The CVSS vector — CVSS:3.1/AV:L/AC:L/PR:L/UI:N/S:U/C:H/I:N/A:N — establishes an important boundary around the risk. An attacker must already have local access and low-level privileges on the targeted Windows machine. The attack does not require a user to open a file, follow a link, approve a prompt, or otherwise participate.
Successful exploitation can have a high confidentiality impact, according to Microsoft’s scoring. The published vector does not indicate a direct loss of integrity or availability, meaning the documented outcome is information exposure rather than data modification, service disruption, or immediate elevation to administrator.
That distinction should not be mistaken for harmlessness. Security features involving keys and protected secrets frequently sit inside larger authentication, encryption, and identity workflows. Access to confidential material can become a stepping stone for later activity even when the original vulnerability does not itself grant code execution or administrative control.
Microsoft has not publicly provided the level of technical detail needed to determine exactly what protected information can be recovered, which Key Guard operations are exposed, or whether exploitation leaves useful forensic artifacts. Administrators should therefore avoid assuming that the CVSS score captures every downstream consequence in a specific environment.
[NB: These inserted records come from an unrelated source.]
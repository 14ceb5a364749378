pub mod jobs;
pub mod panoramas;
pub mod stitch;
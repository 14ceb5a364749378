use axum::extract::State;
use axum::{routing::get, Json, Router};
use serde::Serialize;

use crate::state::AppState;

/// Health check response payload.
#[derive(Serialize)]
pub struct HealthResponse {
    /// Overall service status.
    pub status: &'static str,
    /// Crate version from Cargo.toml.
    pub version: &'static str,
    /// Whether the database is reachable; `null` when jobs are kept in memory.
    pub db_healthy: Option<bool>,
    /// Background jobs currently running.
    pub running_jobs: usize,
}

/// GET /health -- returns service and database health.
async fn health_check(State(state): State<AppState>) -> Json<HealthResponse> {
    let db_healthy = match &state.pool {
        Some(pool) => Some(pivot_db::health_check(pool).await.is_ok()),
        None => None,
    };

    let status = if db_healthy == Some(false) { "degraded" } else { "ok" };

    Json(HealthResponse {
        status,
        version: env!("CARGO_PKG_VERSION"),
        db_healthy,
        running_jobs: state.jobs.running_count(),
    })
}

/// Mount health check routes (intended for root-level, NOT under `/api/v1`).
pub fn router() -> Router<AppState> {
    Router::new().route("/health", get(health_check))
}
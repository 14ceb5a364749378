//! Shared subprocess management.
//!
//! [`run_command`] spawns a prepared [`tokio::process::Command`], captures
//! stdout/stderr, and bounds the run by both a timeout and a
//! [`CancellationToken`]. Every remote call (ssh, scp) and every local
//! engine invocation goes through here.
//!
//! On Unix the child leads its own process group, and a timeout or
//! cancellation kills the whole group, so processes started by a `bash -c`
//! wrapper (the engine itself) die with it.

use std::process::Stdio;
use std::time::{Duration, Instant};

use serde::Serialize;
use tokio::io::{AsyncRead, AsyncReadExt};
use tokio::process::{Child, Command};
use tokio_util::sync::CancellationToken;

/// Maximum stdout or stderr size captured per stream (10 MiB).
///
/// Output exceeding this limit is truncated.
const MAX_OUTPUT_BYTES: usize = 10 * 1024 * 1024;

/// Captured result of a finished process.
#[derive(Debug, Clone, Default, PartialEq, Eq, Serialize)]
pub struct CommandOutput {
    pub stdout: String,
    pub stderr: String,
    /// Process exit code (`-1` if killed by signal).
    pub exit_code: i32,
    pub duration_ms: u64,
}

impl CommandOutput {
    pub fn success(&self) -> bool {
        self.exit_code == 0
    }

    /// Trimmed stdout and stderr, formatted for a trace line.
    pub fn summary(&self) -> String {
        let stdout = self.stdout.trim();
        let stderr = self.stderr.trim();
        match (stdout.is_empty(), stderr.is_empty()) {
            (true, true) => "(no output)".to_string(),
            (false, true) => stdout.to_string(),
            (true, false) => format!("stderr: {stderr}"),
            (false, false) => format!("{stdout}\nstderr: {stderr}"),
        }
    }
}

/// Reasons a process produced no [`CommandOutput`].
///
/// A non-zero exit is not an error at this level; callers decide what an
/// exit code means.
#[derive(Debug, thiserror::Error)]
pub enum CommandError {
    #[error("failed to spawn process: {0}")]
    Spawn(#[source] std::io::Error),

    #[error("process timed out after {elapsed_ms}ms")]
    Timeout { elapsed_ms: u64 },

    #[error("process cancelled after {elapsed_ms}ms")]
    Cancelled { elapsed_ms: u64 },

    #[error("I/O error: {0}")]
    Io(#[from] std::io::Error),
}

/// Spawn `cmd`, capture its output, and enforce `timeout` and `cancel`.
///
/// The child's process group is killed when the timeout fires or the token
/// is cancelled. Stdin is closed immediately.
pub async fn run_command(
    cmd: &mut Command,
    timeout: Duration,
    cancel: &CancellationToken,
) -> Result<CommandOutput, CommandError> {
    if cancel.is_cancelled() {
        return Err(CommandError::Cancelled { elapsed_ms: 0 });
    }

    cmd.stdin(Stdio::null())
        .stdout(Stdio::piped())
        .stderr(Stdio::piped())
        .kill_on_drop(true);
    #[cfg(unix)]
    cmd.process_group(0);

    let start = Instant::now();
    let mut child = cmd.spawn().map_err(CommandError::Spawn)?;

    // Read the pipes in their own tasks so `child.wait()` can borrow `child`.
    let stdout_handle = child.stdout.take();
    let stderr_handle = child.stderr.take();
    let stdout_task = tokio::spawn(async move { read_stream(stdout_handle).await });
    let stderr_task = tokio::spawn(async move { read_stream(stderr_handle).await });

    let waited = tokio::select! {
        result = tokio::time::timeout(timeout, child.wait()) => Some(result),
        () = cancel.cancelled() => None,
    };
    let elapsed_ms = start.elapsed().as_millis() as u64;

    match waited {
        Some(Ok(Ok(status))) => {
            let stdout_bytes = stdout_task.await.unwrap_or_default();
            let stderr_bytes = stderr_task.await.unwrap_or_default();
            Ok(CommandOutput {
                stdout: String::from_utf8_lossy(&stdout_bytes).into_owned(),
                stderr: String::from_utf8_lossy(&stderr_bytes).into_owned(),
                exit_code: status.code().unwrap_or(-1),
                duration_ms: elapsed_ms,
            })
        }
        Some(Ok(Err(e))) => Err(CommandError::Io(e)),
        Some(Err(_elapsed)) => {
            kill_process_group(&mut child).await;
            Err(CommandError::Timeout { elapsed_ms })
        }
        None => {
            kill_process_group(&mut child).await;
            Err(CommandError::Cancelled { elapsed_ms })
        }
    }
}

/// SIGKILL the child's process group, then reap the child.
async fn kill_process_group(child: &mut Child) {
    #[cfg(unix)]
    if let Some(pid) = child.id().and_then(|id| libc::pid_t::try_from(id).ok()) {
        // SAFETY: kill(2) only sends a signal; the group was created by
        // `process_group(0)` at spawn, so its id equals the child's pid.
        let ret = unsafe { libc::kill(-pid, libc::SIGKILL) };
        if ret != 0 {
            tracing::debug!(pid, "Process group already gone");
        }
    }
    let _ = child.start_kill();
    let _ = tokio::time::timeout(Duration::from_secs(5), child.wait()).await;
}

/// Read an entire output stream into a byte buffer, capped at [`MAX_OUTPUT_BYTES`].
async fn read_stream<R: AsyncRead + Unpin>(handle: Option<R>) -> Vec<u8> {
    let mut buf = Vec::new();
    if let Some(mut h) = handle {
        let _ = (&mut h)
            .take(MAX_OUTPUT_BYTES as u64)
            .read_to_end(&mut buf)
            .await;
    }
    buf
}

// ---------------------------------------------------------------------------
// Tests
// ---------------------------------------------------------------------------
Windows 11 and Server Builds Need Verification​

The CVE record identifies affected releases through vulnerable build ranges. Systems below the following fixed-build thresholds should be treated as exposed:
  • Windows 10 version 1809 and Windows Server 2019 are affected below build 17763.9020.
  • Windows 10 version 21H2 is affected below build 19044.7548.
  • Windows 10 version 22H2 is affected below build 19045.7548.
  • Windows Server 2022 is affected below build 20348.5386.
  • Windows 11 version 24H2 is affected below build 26100.8875.
  • Windows 11 version 25H2 is affected below build 26200.8875.
  • Windows 11 version 26H1 is affected below build 28000.2269.
  • Windows Server 2025, including Server Core, is affected below the version threshold identified by Microsoft as 26100.33158.
The affected Windows 10 entries include x86, x64, and, where supported, ARM64 editions. Windows 11 version 24H2, 25H2, and 26H1 are listed for both x64 and ARM64 systems. Server Core installations of Windows Server 2019 and Windows Server 2025 are explicitly included, so removing the graphical shell does not remove exposure.
Administrators can inspect the installed OS build with winver, PowerShell, Windows Admin Center, Microsoft Intune, Configuration Manager, or their normal vulnerability-management platform. The operative check is not merely whether Windows Update reports that a scan completed successfully, but whether the machine has installed the July 14 security release or a later cumulative update and has advanced beyond the vulnerable threshold.
Because cumulative Windows servicing depends on product version and support channel, IT teams should map each device to its exact Windows release before evaluating compliance. A Windows 11 24H2 computer and a Windows 11 25H2 computer can receive different packages even when the resulting revision number looks similar.

Medium Severity Does Not Mean Medium Priority Everywhere​

The prerequisites reduce the likelihood of drive-by exploitation. An attacker cannot target a vulnerable machine directly over the network using the attack path represented in Microsoft’s score, and some form of authenticated local foothold is required.
That makes CVE-2026-50303 most relevant in scenarios where an attacker already controls a standard user account, malware is running without administrative privileges, or multiple users share a Windows device. Virtual desktops, administrative jump boxes, developer workstations, kiosks with authenticated sessions, and servers that permit interactive logons deserve particular attention.
The absence of user interaction also matters. Once the attacker has the necessary access, the victim does not have to make an additional mistake for exploitation to proceed. Endpoint controls that mainly block malicious attachments or warn users about suspicious links would not address the underlying cryptographic weakness.
CISA’s Stakeholder-Specific Vulnerability Categorization entry currently lists exploitation as “none,” technical impact as “partial,” and automation as “no.” Those values reflect the evidence available immediately after disclosure; they are not proof that exploitation is impossible or that proof-of-concept code will not emerge later.
The vulnerability’s existence is backed by a Microsoft-issued CVE record, affected-version data, a CWE classification, and a vendor CVSS vector. What remains limited is public knowledge of the exploit technique. That information gap favors prompt patching over attempts to design narrowly targeted workarounds around assumptions about the vulnerable Key Guard operation.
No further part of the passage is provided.